Queen Elizabeth I, Catherine de’ Medici, Machiavelli, Galileo Galilei, John Donne and Marie Antoinette are among the famous figures known to have used barricades in their correspondence. There are hundreds of techniques for locking letters, such as “butterfly locks,” a simple triangular fold and pin, and an elaborate method known as a “dagger trap,” which involves a booby trap disguised as another, simpler type of letter is lock. Mary, Queen of Scots used an intricate spiral lock for her last letter (to King Henry III of France) on the eve of her execution for treason in February 1587. A 1574 letter from Mary also used a variant of the spiral lock.
Mary was well trained in the art of ciphers from an early age by her mother, Marie de Guise. The extensive collection of her letters, preserved in various archives, contains tantalizing clues to other missing letters. John Bossy, author of Under the Molehill: An Elizabethan Espionage Story (2002), suggested that these missing letters may have been written in cipher to Mary’s extensive network of associates and allies – a network fatally compromised by around mid-1583 Sir Francis Walsingham (Elizabeth I Spymaster), which eventually led to Mary’s trial and execution for treason. Like many before him, Bossy assumed these letters had been lost.

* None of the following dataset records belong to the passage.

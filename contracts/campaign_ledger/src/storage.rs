//! # Storage
//!
//! Typed helpers over Soroban's two storage tiers used by the ledger.
//!
//! ## Instance storage (contract-lifetime TTL)
//!
//! | Key             | Type      | Description                          |
//! |-----------------|-----------|--------------------------------------|
//! | `CampaignCount` | `u64`     | Last campaign id handed out (0 = none) |
//! | `FeeRecipient`  | `Address` | Platform-fee recipient, set at init  |
//! | `Token`         | `Address` | Funding token, set at init           |
//! | `Busy`          | `bool`    | Reentrancy latch (see [`crate::guard`]) |
//!
//! Instance TTL is bumped by **7 days** whenever it falls below 1 day remaining.
//!
//! ## Persistent storage (per-entry TTL)
//!
//! | Key                       | Type             | Description                     |
//! |---------------------------|------------------|---------------------------------|
//! | `Config(id)`              | `CampaignConfig` | Immutable campaign configuration |
//! | `State(id)`               | `CampaignState`  | Mutable campaign state          |
//! | `Donation(id, donor)`     | `i128`           | Cumulative amount per donor     |
//!
//! Persistent TTL is bumped by **30 days** whenever it falls below 7 days remaining.
//!
//! Campaign ids start at 1; id 0 never has a `Config` entry, so an absent
//! entry doubles as the "not found" sentinel and no separate `exists` flag
//! is stored.

use soroban_sdk::{contracttype, Address, Env};

use crate::types::{Campaign, CampaignConfig, CampaignState};

// ── TTL Constants ────────────────────────────────────────────────────

/// Approximate ledgers per day (~5 seconds per ledger).
const DAY_IN_LEDGERS: u32 = 17_280;

/// Instance storage: bump by 7 days when below 1 day remaining.
const INSTANCE_BUMP_AMOUNT: u32 = 7 * DAY_IN_LEDGERS;
const INSTANCE_LIFETIME_THRESHOLD: u32 = DAY_IN_LEDGERS;

/// Persistent storage: bump by 30 days when below 7 days remaining.
const PERSISTENT_BUMP_AMOUNT: u32 = 30 * DAY_IN_LEDGERS;
const PERSISTENT_LIFETIME_THRESHOLD: u32 = 7 * DAY_IN_LEDGERS;

// ── Storage Keys ─────────────────────────────────────────────────────

/// All contract storage keys.
///
/// Instance-tier keys (`CampaignCount`, `FeeRecipient`, `Token`, `Busy`)
/// live as long as the contract and are extended together. Persistent-tier
/// keys (`Config`, `State`, `Donation`) hold per-campaign data with
/// independent TTLs.
#[contracttype]
#[derive(Clone, Debug, Eq, PartialEq)]
pub enum DataKey {
    /// Monotonic campaign id counter (Instance).
    CampaignCount,
    /// Platform-fee recipient address (Instance).
    FeeRecipient,
    /// Funding token address (Instance).
    Token,
    /// Reentrancy latch (Instance).
    Busy,
    /// Immutable campaign configuration keyed by id (Persistent).
    Config(u64),
    /// Mutable campaign state keyed by id (Persistent).
    State(u64),
    /// Cumulative donation keyed by (campaign id, donor) (Persistent).
    Donation(u64, Address),
}

// ── Instance Storage Helpers ─────────────────────────────────────────

/// Extend instance storage TTL if it falls below the threshold.
pub fn bump_instance(env: &Env) {
    env.storage()
        .instance()
        .extend_ttl(INSTANCE_LIFETIME_THRESHOLD, INSTANCE_BUMP_AMOUNT);
}

/// Allocate the next campaign id.
///
/// The counter starts at 0 and is incremented before the id is handed out,
/// so the first campaign gets id 1. Ids are never reused; callers must run
/// all validation before calling this.
pub fn allocate_campaign_id(env: &Env) -> u64 {
    bump_instance(env);
    let next: u64 = env
        .storage()
        .instance()
        .get(&DataKey::CampaignCount)
        .unwrap_or(0)
        + 1;
    env.storage().instance().set(&DataKey::CampaignCount, &next);
    next
}

/// `true` once `init` has stored the collaborator addresses.
pub fn is_initialized(env: &Env) -> bool {
    env.storage().instance().has(&DataKey::FeeRecipient)
}

/// Store the collaborator capabilities. Called exactly once from `init`.
pub fn set_collaborators(env: &Env, fee_recipient: &Address, token: &Address) {
    env.storage()
        .instance()
        .set(&DataKey::FeeRecipient, fee_recipient);
    env.storage().instance().set(&DataKey::Token, token);
    bump_instance(env);
}

/// Retrieve the platform-fee recipient, if `init` has run.
pub fn get_fee_recipient(env: &Env) -> Option<Address> {
    bump_instance(env);
    env.storage().instance().get(&DataKey::FeeRecipient)
}

/// Retrieve the funding-token address, if `init` has run.
pub fn get_token(env: &Env) -> Option<Address> {
    bump_instance(env);
    env.storage().instance().get(&DataKey::Token)
}

// ── Persistent Storage Helpers ───────────────────────────────────────

/// Extend the TTL for a persistent storage key.
fn bump_persistent(env: &Env, key: &DataKey) {
    env.storage()
        .persistent()
        .extend_ttl(key, PERSISTENT_LIFETIME_THRESHOLD, PERSISTENT_BUMP_AMOUNT);
}

/// Save both the immutable config and initial mutable state for a new campaign.
pub fn save_campaign(env: &Env, campaign: &Campaign) {
    let config_key = DataKey::Config(campaign.id);
    let state_key = DataKey::State(campaign.id);

    let config = CampaignConfig {
        id: campaign.id,
        creator: campaign.creator.clone(),
        title: campaign.title.clone(),
        description: campaign.description.clone(),
        goal: campaign.goal,
        deadline: campaign.deadline,
    };

    let state = CampaignState {
        raised: campaign.raised,
        claimed: campaign.claimed,
    };

    env.storage().persistent().set(&config_key, &config);
    env.storage().persistent().set(&state_key, &state);
    bump_persistent(env, &config_key);
    bump_persistent(env, &state_key);
}

/// Load the full `Campaign` by combining config and state.
/// Returns `None` when the campaign was never created.
pub fn load_campaign(env: &Env, id: u64) -> Option<Campaign> {
    let config = load_config(env, id)?;
    let state = load_state(env, id)?;
    Some(Campaign {
        id: config.id,
        creator: config.creator,
        title: config.title,
        description: config.description,
        goal: config.goal,
        raised: state.raised,
        deadline: config.deadline,
        claimed: state.claimed,
    })
}

/// Load only the immutable campaign configuration.
pub fn load_config(env: &Env, id: u64) -> Option<CampaignConfig> {
    let key = DataKey::Config(id);
    let config: Option<CampaignConfig> = env.storage().persistent().get(&key);
    if config.is_some() {
        bump_persistent(env, &key);
    }
    config
}

/// Load only the mutable campaign state.
pub fn load_state(env: &Env, id: u64) -> Option<CampaignState> {
    let key = DataKey::State(id);
    let state: Option<CampaignState> = env.storage().persistent().get(&key);
    if state.is_some() {
        bump_persistent(env, &key);
    }
    state
}

/// Save only the mutable campaign state (the hot donate/claim write path).
pub fn save_state(env: &Env, id: u64, state: &CampaignState) {
    let key = DataKey::State(id);
    env.storage().persistent().set(&key, state);
    bump_persistent(env, &key);
}

/// Cumulative amount `donor` has donated to campaign `id`.
/// Unknown pairs read as 0; there is deliberately no existence check.
pub fn get_donation(env: &Env, id: u64, donor: &Address) -> i128 {
    env.storage()
        .persistent()
        .get(&DataKey::Donation(id, donor.clone()))
        .unwrap_or(0)
}

/// Add `amount` to the donor's cumulative entry for campaign `id`.
pub fn add_donation(env: &Env, id: u64, donor: &Address, amount: i128) {
    let key = DataKey::Donation(id, donor.clone());
    let total = get_donation(env, id, donor) + amount;
    env.storage().persistent().set(&key, &total);
    bump_persistent(env, &key);
}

Enter Lasry and his code-cracking colleagues: physicist and patent expert Satoshi Tomokiyo and pianist and music professor Norbert Biermann. As part of DECRYPT, they searched various archives for cipher-encrypted documents, particularly documents that had not yet been attributed. They stumbled across several collections in the online archive of the Bibliothèque Nationale de France and identified 57 documents written entirely in cipher. Other items in the collection date from the 1520s and 1530s and dealt primarily with “Italian affairs”. None of the text in the letters was written in plain language, so it was not possible to determine who wrote them without first deciphering them.